Historic statues restored to Orvieto Cathedral

Orvieto Cathedral. Photo credit: Gianfranco Nitti

 ORVIETO – The Opera del Duomo of Orvieto recently invited a group of foreign media correspondents, led by coordinator of the Culture group of the Foreign Press Association in Italy Carmen Del Vando, to a visit the beautiful Umbrian city for cultural events.

 The first was a meeting at the Palazzo dell'Opera del Duomo, where a video was screened on the restorations of the bases and the statues and their relocation, with reports by authoritative exponents of the sector, followed by a guided tour inside the Duomo (cathedral) with the illustration of the sculptural cycle of the Annunciation, of the Apostles and of the patron saints of the city, just relocated, making the imposing sacred building even more splendid.

 With the second appointment, journalists visited the Claudio Faina Museum (equipped with Etruscan, Greek and Roman works of art), with particular attention to the Attic collection recently donated by the architect Mario Lolli Ghetti. The Orvieto day was completed by a visit to the St. Patrick's Well, the Duomo Museum and the Emilio Greco Museum.

 The main occasion was the relocation to inside the cathedral, after 122 years of 'exile' and a transfer to four different locations, of the entire sculptural cycle of the Apostles and the four Saints, the only one still complete and preserved fully started before the advent of the Baroque. The repositioning of the statues inside the Cathedral is the conclusion of a demanding and bureaucratic restoration process, which has seen the collaboration of numerous professional experts as well as institutional subjects.

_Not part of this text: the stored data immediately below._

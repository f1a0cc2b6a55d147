//! Layered configuration loading.
//!
//! Sources, later ones overriding earlier ones:
//!  1. `/etc/journey-activity/service.yaml`
//!  2. `./config/service.yaml`
//!  3. The file named by `JA_CONFIG_FILE`, which must exist when set
//!  4. Environment variables prefixed `JA__` (double-underscore separator),
//!     e.g. `JA__SERVER__PORT=9090` sets `server.port`
//!  5. Flat deployment variables such as `PORT` or `SFMC_CLIENT_ID`, applied
//!     only when the matching `JA__` variable is absent
//!
//! Every field carries a serde default, so an unconfigured environment
//! produces a runnable service.

use anyhow::Context;
use config::{builder::DefaultState, ConfigBuilder, Environment, File, FileFormat};
use journey_activity_api::ServiceConfig;
use tracing::{debug, info};

#[cfg(test)]
#[path = "settings_tests.rs"]
mod tests;

const ENV_PREFIX: &str = "JA";
const ENV_SEPARATOR: &str = "__";
const CONFIG_FILE_VARIABLE: &str = "JA_CONFIG_FILE";

/// Flat variable names used by existing deployments and the key each one sets.
const LEGACY_VARIABLES: &[(&str, &str)] = &[
    ("PORT", "server.port"),
    ("JWT_SECRET", "security.jwt_secret"),
    ("APP_EXTENSION_KEY", "security.app_extension_key"),
    ("SFMC_CLIENT_ID", "upstream.client_id"),
    ("SFMC_CLIENT_SECRET", "upstream.client_secret"),
    ("SFMC_SUBDOMAIN", "upstream.subdomain"),
    ("SFMC_ACCOUNT_ID", "upstream.account_id"),
    ("SFMC_AUTH_URL", "upstream.auth_url"),
    ("SFMC_REST_BASE_URL", "upstream.rest_base_url"),
    ("DE_EXTERNAL_KEY", "collections.target_key"),
    ("DE_NAME", "collections.target_name"),
    ("ACTIVITY_LOG_DE_KEY", "collections.audit_key"),
    ("ACTIVITY_LOG_DE_NAME", "collections.audit_name"),
];

/// Load the service configuration from files and the process environment.
pub fn load_configuration() -> anyhow::Result<ServiceConfig> {
    let mut builder = config::Config::builder()
        .add_source(
            File::with_name("/etc/journey-activity/service")
                .required(false)
                .format(FileFormat::Yaml),
        )
        .add_source(
            File::with_name("config/service")
                .required(false)
                .format(FileFormat::Yaml),
        );

    if let Some(explicit_path) = std::env::var(CONFIG_FILE_VARIABLE)
        .ok()
        .filter(|p| !p.is_empty())
    {
        builder = builder.add_source(
            File::with_name(&explicit_path)
                .required(true)
                .format(file_format(&explicit_path)),
        );
        info!(path = %explicit_path, "Loading configuration from explicit path");
    }

    assemble(
        builder,
        Environment::with_prefix(ENV_PREFIX).separator(ENV_SEPARATOR),
        |name| std::env::var(name).ok(),
    )
}

/// Apply the environment layers on top of `builder` and deserialize.
fn assemble<F>(
    builder: ConfigBuilder<DefaultState>,
    environment: Environment,
    lookup: F,
) -> anyhow::Result<ServiceConfig>
where
    F: Fn(&str) -> Option<String>,
{
    let mut builder = builder.add_source(environment);

    for (variable, key) in legacy_overrides(&lookup) {
        debug!(variable, key, "Applying deployment variable");
        builder = builder
            .set_override(key, value_for(&lookup, variable))
            .with_context(|| format!("Failed to apply {} to {}", variable, key))?;
    }

    builder
        .build()
        .context("Failed to build configuration")?
        .try_deserialize::<ServiceConfig>()
        .context("Could not deserialize service configuration")
}

/// Legacy variables that are set and not shadowed by a prefixed variable.
fn legacy_overrides<F>(lookup: &F) -> Vec<(&'static str, &'static str)>
where
    F: Fn(&str) -> Option<String>,
{
    LEGACY_VARIABLES
        .iter()
        .filter(|(variable, key)| {
            lookup(&prefixed_name(key)).is_none() && !value_for(lookup, variable).is_empty()
        })
        .copied()
        .collect()
}

fn value_for<F>(lookup: &F, variable: &str) -> String
where
    F: Fn(&str) -> Option<String>,
{
    lookup(variable).map(|v| v.trim().to_string()).unwrap_or_default()
}

/// `server.port` becomes `JA__SERVER__PORT`.
fn prefixed_name(key: &str) -> String {
    format!(
        "{}{}{}",
        ENV_PREFIX,
        ENV_SEPARATOR,
        key.to_uppercase().replace('.', ENV_SEPARATOR)
    )
}

fn file_format(path: &str) -> FileFormat {
    if path.ends_with(".json") {
        FileFormat::Json
    } else {
        FileFormat::Yaml
    }
}
//! # Journey Activity Service
//!
//! Binary entry point for the journey custom activity HTTP service.
//!
//! This executable:
//! - Loads configuration from files and the environment
//! - Initializes logging
//! - Wires the execute pipeline against the upstream platform
//! - Starts the HTTP server from journey-activity-api

mod settings;

use journey_activity_api::{start_server, AppState, LoggingConfig};
use tracing::{error, info, warn};
use tracing_subscriber::{layer::SubscriberExt, util::SubscriberInitExt, EnvFilter};

const DEFAULT_FILTER: &str = "journey_activity_service=info,journey_activity_api=info,\
                              journey_activity_core=info,tower_http=debug";

#[tokio::main]
async fn main() {
    // Logging settings live in the configuration, so it is read first and
    // any failure is reported once the subscriber is up.
    let loaded = settings::load_configuration();
    let logging = loaded
        .as_ref()
        .map(|c| c.logging.clone())
        .unwrap_or_default();
    init_tracing(&logging);

    info!("Starting Journey Activity Service");

    let service_config = match loaded {
        Ok(cfg) => cfg,
        Err(e) => {
            error!(error = %format!("{:#}", e), "Failed to load configuration; aborting");
            std::process::exit(3);
        }
    };

    if let Err(e) = service_config.validate() {
        error!(error = %e, "Service configuration is invalid; aborting");
        std::process::exit(3);
    }

    if !service_config.security.jwt_secret_configured() {
        warn!("No JWT secret configured; lifecycle tokens will not be verified");
    }
    if !service_config.upstream.has_credentials() {
        warn!("Upstream credentials not configured; executions will acknowledge without writing");
    }

    info!(
        target_collection = %service_config.collections.target_key,
        audit_collection = %service_config.collections.audit_key,
        audit_enabled = service_config.collections.audit_enabled,
        cache_tokens = service_config.upstream.cache_tokens,
        "Pipeline configuration loaded"
    );

    let state = match AppState::from_config(service_config) {
        Ok(state) => state,
        Err(e) => {
            error!(error = %e, "Failed to initialise application state; aborting");
            std::process::exit(3);
        }
    };

    if let Err(e) = start_server(state).await {
        error!("Server stopped with error: {}", e);
        std::process::exit(e.exit_code());
    }
}

fn init_tracing(logging: &LoggingConfig) {
    let filter = EnvFilter::try_from_default_env().unwrap_or_else(|_| {
        if logging.level.trim().is_empty() || logging.level == "info" {
            DEFAULT_FILTER.into()
        } else {
            logging.level.as_str().into()
        }
    });

    let registry = tracing_subscriber::registry().with(filter);
    if logging.json_format {
        registry.with(tracing_subscriber::fmt::layer().json()).init();
    } else {
        registry.with(tracing_subscriber::fmt::layer()).init();
    }
}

 The statues had since 2006 been placed in the detached museum of the Opera del Duomo in Orvieto. The repositioning project, already outlined in 1986 by the local Superintendency, had been presented to the organs of the Ministry of Heritage and Cultural  Activities and authorized by the Superintendency itself, and was coordinated by the Opera del Duomo, chaired by Gianfelice Bellesini, who attended the meeting with foreign media journalists together with the bishop, Monsignor Benedetto Tuzia, Professor Giuseppe Della Fina, Mayor Roberta Tardani and the Superintendent of Fine Arts of Umbria, Marica Mercalli.

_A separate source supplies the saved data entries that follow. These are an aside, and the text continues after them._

//! Common test utilities for journey-activity integration tests
//!
//! This module provides:
//! - A service configuration pointed at a wiremock upstream
//! - Mounting helpers for the token, rowset and async-rows endpoints
//! - Request helpers for driving the router with `oneshot`

use axum::{
    body::Body,
    http::{Request, StatusCode},
    Router,
};
use journey_activity_api::{create_router, AppState, ServiceConfig};
use jsonwebtoken::{encode, EncodingKey, Header};
use serde_json::{json, Value};
use tower::ServiceExt;
use wiremock::{
    matchers::{method, path},
    Mock, MockServer, ResponseTemplate,
};

#[allow(dead_code)]
pub const TARGET_KEY: &str = "MASTER_DE";
#[allow(dead_code)]
pub const AUDIT_KEY: &str = "ACTIVITY_LOG_DE";
#[allow(dead_code)]
pub const JWT_SECRET: &str = "integration-secret";
#[allow(dead_code)]
pub const ACCESS_TOKEN: &str = "integration-token";

pub const TOKEN_PATH: &str = "/v2/token";

#[allow(dead_code)]
pub fn rowset_path(key: &str) -> String {
    format!("/hub/v1/dataevents/key:{}/rowset", key)
}

#[allow(dead_code)]
pub fn async_rows_path(key: &str) -> String {
    format!("/data/v1/async/dataextensions/key:{}/rows", key)
}

// ============================================================================
// Configuration and router
// ============================================================================

/// Configuration whose upstream endpoints all resolve to `server`.
#[allow(dead_code)]
pub fn upstream_config(server: &MockServer) -> ServiceConfig {
    let mut config = ServiceConfig::default();
    config.security.jwt_secret = Some(JWT_SECRET.to_string());
    config.upstream.client_id = Some("client-id".to_string());
    config.upstream.client_secret = Some("client-secret".to_string());
    config.upstream.account_id = Some("100001".to_string());
    config.upstream.auth_url = Some(server.uri());
    config.upstream.rest_base_url = Some(server.uri());
    config.collections.target_key = TARGET_KEY.to_string();
    config.collections.audit_key = AUDIT_KEY.to_string();
    config.upsert.write_timeout_seconds = 5;
    config
}

/// Router wired with the production pipeline.
#[allow(dead_code)]
pub fn build_router(config: ServiceConfig) -> Router {
    create_router(AppState::with_http_client(config, reqwest::Client::new()))
}

// ============================================================================
// Upstream mocks
// ============================================================================

/// Token endpoint that always issues [`ACCESS_TOKEN`].
#[allow(dead_code)]
pub async fn mount_token(server: &MockServer) {
    Mock::given(method("POST"))
        .and(path(TOKEN_PATH))
        .respond_with(ResponseTemplate::new(200).set_body_json(json!({
            "access_token": ACCESS_TOKEN,
            "token_type": "Bearer",
            "expires_in": 1080
        })))
        .mount(server)
        .await;
}

/// Respond to `route` with `status` and an empty JSON object.
#[allow(dead_code)]
pub async fn mount_status(server: &MockServer, route: &str, status: u16) {
    Mock::given(method("POST"))
        .and(path(route.to_string()))
        .respond_with(ResponseTemplate::new(status).set_body_json(json!({})))
        .mount(server)
        .await;
}

/// JSON bodies of every request the server received on `route`, in order.
#[allow(dead_code)]
pub async fn bodies_sent_to(server: &MockServer, route: &str) -> Vec<Value> {
    server
        .received_requests()
        .await
        .unwrap_or_default()
        .iter()
        .filter(|r| r.url.path() == route)
        .map(|r| serde_json::from_slice(&r.body).unwrap())
        .collect()
}

/// Paths of every request the server received, in order.
#[allow(dead_code)]
pub async fn paths_received(server: &MockServer) -> Vec<String> {
    server
        .received_requests()
        .await
        .unwrap_or_default()
        .iter()
        .map(|r| r.url.path().to_string())
        .collect()
}

// ============================================================================
// Request helpers
// ============================================================================

#[allow(dead_code)]
pub fn sign(claims: &Value) -> String {
    encode(
        &Header::default(),
        claims,
        &EncodingKey::from_secret(JWT_SECRET.as_bytes()),
    )
    .unwrap()
}

#[allow(dead_code)]
pub async fn post_json(app: &Router, uri: &str, body: &Value) -> (StatusCode, String) {
    send(
        app,
        Request::builder()
            .method("POST")
            .uri(uri)
            .header("content-type", "application/json")
            .body(Body::from(body.to_string()))
            .unwrap(),
    )
    .await
}

#[allow(dead_code)]
pub async fn post_raw(app: &Router, uri: &str, content_type: &str, body: &str) -> (StatusCode, String) {
    send(
        app,
        Request::builder()
            .method("POST")
            .uri(uri)
            .header("content-type", content_type)
            .body(Body::from(body.to_string()))
            .unwrap(),
    )
    .await
}

#[allow(dead_code)]
pub async fn get(app: &Router, uri: &str) -> (StatusCode, String) {
    send(app, Request::builder().uri(uri).body(Body::empty()).unwrap()).await
}

pub async fn send(app: &Router, request: Request<Body>) -> (StatusCode, String) {
    let response = app.clone().oneshot(request).await.unwrap();
    let status = response.status();
    let bytes = axum::body::to_bytes(response.into_body(), usize::MAX)
        .await
        .unwrap();
    (status, String::from_utf8(bytes.to_vec()).unwrap())
}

 With the return to the Cathedral - it was said during the meeting - the sculptures have regained dignity as a work of art, albeit out of context and scale, and have returned to the centre of interest, study and debate. The statues rest on the original bases like those of the four patron saints who returned to the Cathedral of Orvieto, anticipated by those of the announcing Angel and the Virgin, made by Francesco Mochi. Made by various artists between the end of the 16th and the beginning of the 18th century, the statues are placed at the foot of the columns which present the iconic alternating bands of travertine and basalt. Of the 12 statues of the Apostles of Orvieto, the first 8 were made between 1556 and 1612: S. Paolo by Francesco Mosca known as il Moschino (1556), S. Pietro by Raffaello da Montelupo (1557), S. Tommaso, S. Giovanni and S. Andrea from Orvieto Ippolito Scalza and collaborators, S. Giacomo Maggiore from Giovanni Caccini, S. Matteo from Pietro Francavilla on a project by Giambologna and S. Filippo from Francesco Mochi.

 In the same years the group of the Annunciation by Francesco Mochi (1603-1608) was also created, located inside the choir of the cathedral, and other statues that decorate the transept area and the presbytery. The ninth statue, San Bartolomeo, was made by Ippolito Buzi in 1618. The tenth, San Taddeo, was delivered by Mochi in 1644; the last two, were carved by Bernardino Cametti, between 1714 and 1722, in the years when other Apostles took up positions in the basilica of San Giovanni in Laterano.

 In 1897 the so-called "liberation" restoration of purist origin wanted to cancel the Mannerist-Baroque artistic phase. The statues were first exhibited in the museum and then abandoned in the deposits where Federico Zeri came to visit them and asked for their recovery. They were then removed from the Duomo in 1897 (at the time it was in fact wanted to bring its austere medieval appearance back to the cathedral, and therefore the baroque additions were eliminated, starting with the statues, which were moved) and in recent years they were exposed in a detached seat of the Museo dell'Opera del Duomo, the former church of Sant'Agostino.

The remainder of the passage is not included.